Task brief
Could you restate word for word every line of the records below, from the first one to the one holding "on realistic payloads."?

[Opening Provided material section]

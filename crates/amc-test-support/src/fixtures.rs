//! Wire-format JSON builders and typed entities for tests.
//!
//! The JSON builders mirror what the API actually returns, including the two
//! pagination spellings, so decoding is exercised on realistic payloads.

use amc_api_models::{Charger, Client, EntityId};
use serde_json::{Value, json};

/// Wrap `data` in the `{data, message}` envelope.
#[must_use]
pub fn envelope(data: Value) -> Value {
    json!({ "data": data, "message": "ok" })
}

/// Envelope carrying a bearer token, as returned by login and refresh.
#[must_use]
pub fn token_envelope(token: &str) -> Value {
    envelope(json!({ "token": token }))
}

/// Client row as returned by `GET /clients`.
#[must_use]
pub fn client_json(id: EntityId, email: &str, status: &str) -> Value {
    json!({
        "id": id,
        "email": email,
        "phone": "+15550100",
        "amc_start": "2025-01-01T00:00:00.000Z",
        "amc_end": "2025-12-31T00:00:00.000Z",
        "status": status,
        "token": format!("tok-{id}"),
        "domain": "example.com",
        "amc_hours": 12,
        "chargers_for_amc": 3,
        "increment_value": 1.5,
        "totalChargers": 3,
        "createdAt": "2024-12-01T10:00:00.000Z",
        "updatedAt": "2024-12-02T10:00:00.000Z"
    })
}

/// Charger row as returned by `GET /chargers`, optionally with its client.
#[must_use]
pub fn charger_json(id: EntityId, charger_id: &str, status: &str, client_id: Option<EntityId>) -> Value {
    let mut value = json!({
        "id": id,
        "charger_id": charger_id,
        "charger_type": "AC",
        "amc_start": "2025-01-01T00:00:00.000Z",
        "amc_end": "2025-12-31T00:00:00.000Z",
        "status": status,
        "createdAt": "2024-12-01T10:00:00.000Z",
        "updatedAt": "2024-12-02T10:00:00.000Z"
    });
    if let (Some(client_id), Some(object)) = (client_id, value.as_object_mut()) {
        object.insert(
            "client".to_string(),
            json!({
                "id": client_id,
                "name": format!("Client {client_id}"),
                "email": format!("client{client_id}@example.com"),
                "phone": "+15550199"
            }),
        );
    }
    value
}

/// `GET /clients` response body.
#[must_use]
pub fn client_list_body(clients: Vec<Value>, current_page: u32, total_pages: u32, total: u64) -> Value {
    envelope(json!({
        "clients": clients,
        "pagination": {
            "currentPage": current_page,
            "totalPages": total_pages,
            "totalClients": total,
            "limit": 10
        }
    }))
}

/// `GET /chargers` response body.
#[must_use]
pub fn charger_list_body(chargers: Vec<Value>, page: u32, total_pages: u32, total: u64) -> Value {
    envelope(json!({
        "chargers": chargers,
        "pagination": {
            "page": page,
            "totalPages": total_pages,
            "total": total
        }
    }))
}

/// Error body with a server message.
#[must_use]
pub fn error_body(message: &str) -> Value {
    json!({ "message": message })
}

/// Typed client built from [`client_json`].
///
/// # Panics
///
/// Panics if the fixture no longer matches the client model.
#[must_use]
pub fn client(id: EntityId, email: &str) -> Client {
    serde_json::from_value(client_json(id, email, "ACTIVE")).expect("client fixture decodes")
}

/// Typed charger built from [`charger_json`].
///
/// # Panics
///
/// Panics if the fixture no longer matches the charger model.
#[must_use]
pub fn charger(id: EntityId, charger_id: &str, client_id: Option<EntityId>) -> Charger {
    serde_json::from_value(charger_json(id, charger_id, "ACTIVE", client_id))
        .expect("charger fixture decodes")
}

[Closing Provided material section]

Problem solution
filename crates/amc-test-support/src/fixtures.rs
//! Wire-format JSON builders and typed entities for tests.
//!
//! The JSON builders mirror what the API actually returns, including the two
//! pagination spellings, so decoding is exercised on realistic payloads.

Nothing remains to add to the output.